Although the Bradley County Commission Finance Committee has peeled the much-debated PIE Center from the coming 2019-20 budget proposal in order to lessen the impact of a potential property tax …
Although the Bradley County Commission Finance Committee has peeled the much-debated PIE Center from the coming 2019-20 budget proposal in order to lessen the impact of a potential property tax increase, it is not a dead issue.
Nor should it be.
Phase 1 will continue — as planned — using a $1 million appropriation from the state coffers of visionary Gov. Bill Lee and $1.3 million from Bradley County Schools. A later bond issue — calculated to total $16.6 million for Phase 2 — will follow as the 2020-21 fiscal year approaches, and the first debt service payment will be due in 2021-22.
Because of the PIE Center’s (Partnerships in Industry & Education Center) expense, Bradley County taxpayers appear divided. Most agree such a modern alternative to public education is a relevant goal because of the growing need for a better-skilled workforce to fill jobs of the future that require more vocational and technical training.
But it’s the tab — and who’s going to pick it up — that’s creating the fuss.
In truth, local taxpayers — residential and commercial — will bear the brunt of the cost through their property tax payments. It’s a big chunk, but it’s going for the best of causes; that being, education.
Here’s why: Change is coming. Life as we know it — especially in the job market — is taking the same twists and turns that economic development professionals have been predicting for years.
To improve efficiency, industry is rapidly moving to technology. Unskilled labor on assembly lines is evolving to a greater dependence on electronics; hence, young people whose education includes vocational and technical training will enjoy the advantage in landing these jobs of the future.
Let’s face it. Not all students will grow to be doctors, lawyers, health-care specialists, teachers, entrepreneurs, pharmaceutical researchers and administrative professionals. For these young people, the conventional four years of college and additional work in graduate school is not of personal interest.

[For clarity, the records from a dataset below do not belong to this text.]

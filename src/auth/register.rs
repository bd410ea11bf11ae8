use crate::auth::{hash_password_blocking, AuthState, Credentials};
use crate::error::AuthError;
use crate::store::User;
use axum::{extract::rejection::JsonRejection, http::StatusCode, Extension, Json};
use serde_json::{json, Value};

/// Hash the password and store the new user. The plaintext never reaches
/// the store.
pub async fn sign_up(state: &AuthState, credentials: Credentials) -> Result<User, AuthError> {
    credentials.validate()?;
    let Credentials { username, password } = credentials;
    let password_hash = hash_password_blocking(password, state.hash_cost).await?;
    match state.users.insert(&username, &password_hash).await {
        Ok(user) => {
            tracing::info!("registered user {}", user.username);
            Ok(user)
        }
        Err(e) => {
            let err = AuthError::from(e);
            if matches!(err, AuthError::Conflict) {
                tracing::debug!("username {} already taken", username);
            }
            Err(err)
        }
    }
}

/// `POST /api/register`
pub async fn register(
    Extension(state): Extension<AuthState>,
    payload: Result<Json<Credentials>, JsonRejection>,
) -> Result<(StatusCode, Json<Value>), AuthError> {
    let Json(credentials) = payload.map_err(|e| {
        tracing::debug!("rejected registration body: {}", e);
        AuthError::Validation("Username and password are required.".into())
    })?;
    let user = sign_up(&state, credentials).await?;
    Ok((StatusCode::CREATED, Json(json!({ "data": user }))))
}
use crate::api::{current_user, list_users};
use crate::auth::{auth_middleware, login, logout, register, AuthState};
use crate::settings::Settings;
use crate::store;
use anyhow::Context;
use axum::{
    handler::Handler,
    http::{header, HeaderValue, StatusCode},
    middleware,
    response::IntoResponse,
    routing::{get, post},
    Extension, Json, Router,
};
use serde_json::json;
use std::net::{IpAddr, SocketAddr};
use tower::ServiceBuilder;
use tower_http::{set_header::SetResponseHeaderLayer, trace::TraceLayer};
use tracing_subscriber::{layer::SubscriberExt, util::SubscriberInitExt};

fn init_tracing(settings: &Settings) {
    tracing_subscriber::registry()
        .with(tracing_subscriber::EnvFilter::new(
            std::env::var("RUST_LOG")
                .ok()
                .or_else(|| settings.server.rust_log.clone())
                .unwrap_or_else(|| "info,tower_http=debug".into()),
        ))
        .with(tracing_subscriber::fmt::layer())
        .init();
}

/// Runs the server. Main entrypoint for the server app.
pub async fn run_server(settings: Settings) -> anyhow::Result<()> {
    init_tracing(&settings);
    if settings.uses_development_defaults() {
        tracing::warn!(
            "development session secret or insecure cookies in use, do not run this in production!"
        );
    }

    let pool = store::connect(&settings.database.url, settings.database.max_connections)
        .await
        .with_context(|| format!("cannot open database {}", settings.database.url))?;

    let state = AuthState::new(&pool, settings.cookie_config(), settings.auth.hash_cost);
    let sweeper = state.sessions.spawn_sweeper(settings.sweep_interval());

    let ip: IpAddr = settings
        .server
        .host
        .parse()
        .with_context(|| format!("invalid server.host {}", settings.server.host))?;
    let addr = SocketAddr::new(ip, settings.server.port);
    tracing::info!("listening on {}", addr);

    axum::Server::try_bind(&addr)
        .with_context(|| format!("cannot bind {}", addr))?
        .serve(app(state).into_make_service())
        .with_graceful_shutdown(shutdown_signal())
        .await
        .context("server error")?;

    sweeper.abort();
    pool.close().await;
    Ok(())
}

async fn shutdown_signal() {
    match tokio::signal::ctrl_c().await {
        Ok(()) => tracing::info!("shutting down"),
        Err(e) => {
            tracing::error!("cannot listen for ctrl-c: {}", e);
            std::future::pending::<()>().await;
        }
    }
}

/// The full HTTP surface: public auth routes, the session-gated users
/// namespace and the security headers on every response.
pub fn app(state: AuthState) -> Router {
    let gate_state = state.clone();
    let user_routes = Router::new()
        .route("/api/users", get(list_users))
        .route("/api/users/me", get(current_user))
        .route_layer(middleware::from_fn(move |req, next| {
            auth_middleware(req, next, gate_state.clone())
        }));

    Router::new()
        .route("/api/register", post(register))
        .route("/api/login", post(login))
        .route("/api/logout", get(logout))
        .merge(user_routes)
        .fallback(fallback.into_service())
        .layer(Extension(state))
        .layer(
            ServiceBuilder::new()
                .layer(TraceLayer::new_for_http())
                .layer(SetResponseHeaderLayer::if_not_present(
                    header::X_CONTENT_TYPE_OPTIONS,
                    HeaderValue::from_static("nosniff"),
                ))
                .layer(SetResponseHeaderLayer::if_not_present(
                    header::X_FRAME_OPTIONS,
                    HeaderValue::from_static("SAMEORIGIN"),
                ))
                .layer(SetResponseHeaderLayer::if_not_present(
                    header::REFERRER_POLICY,
                    HeaderValue::from_static("no-referrer"),
                ))
                .layer(SetResponseHeaderLayer::if_not_present(
                    header::X_DNS_PREFETCH_CONTROL,
                    HeaderValue::from_static("off"),
                )),
        )
}

async fn fallback() -> impl IntoResponse {
    (StatusCode::NOT_FOUND, Json(json!({ "message": "Not found" })))
}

What they need is a practical education in vocational and technical sciences that will qualify them for blue-collar jobs of the future. This is the type of training to be offered by the PIE Center.
Here’s the caveat: It is local industry that needs these types of workers. Subsequently, it should be local industry that foots some of the PIE Center bill.
Two weeks ago, Cleveland Associated Industries — which has represented more than 29 manufacturers in its 50-year history — took a bold step by endorsing the immediate development of the PIE Center by Bradley County Schools.
The public statement — made in the form of a letter to Bradley County Commission Chairman Johnny Mull — took a realistic look at CAI members' needs regarding workers of tomorrow, and how the PIE Center can train them in ways that conventional classrooms cannot.
“This center will create an innovative student experience through collaboration with businesses, changing learning pathways, providing experiential learning in STEM, embedded work-based learning experiences and promotion of design thinking. Bradley County can be a model for the region, if not the county, in rethinking our approach to technical education.”
CAI’s endorsement should be taken seriously for what it is: An appeal by Bradley County’s largest employers to help them find, and train, future employees who can keep the companies efficient, competitive and growing.
The endorsement speaks highly of a group of manufacturers that want to remain in the Bradley County community. Yet, these employers need to take one step more: A commitment to ante up toward the PIE Center’s cost.
Let’s be clear: Companies are already signing on to finance the development of their respective training areas and to install equipment inside the PIE Center facility, in exchange for a no-rent agreement until their operations are launched. Likewise, they agree — in the event of closing their training operation — to keep their space intact … as an incentive for the next PIE Center partner.
It’s a generous gesture, one that anchors the partnership between education and business. Yet, we would ask these same local industries to chip in for the cost of bringing the PIE Center to fruition.
We offer no suggested amounts. We don't know how much each company can afford. We just know a $16.6 million bond issue — as calculated by Mayor D. Gary Davis — will strain Bradley County government, while taking its toll on taxpayers.
If local companies — especially individual CAI members who signed the letter endorsing the PIE Center — could contribute toward some of the funding, local taxpayers could feel better about the partnership.
By chipping in on the PIE Center’s costs up front, local industry will be investing in our young people, in the workforce that our manufacturers desperately need and in the future of our hometown.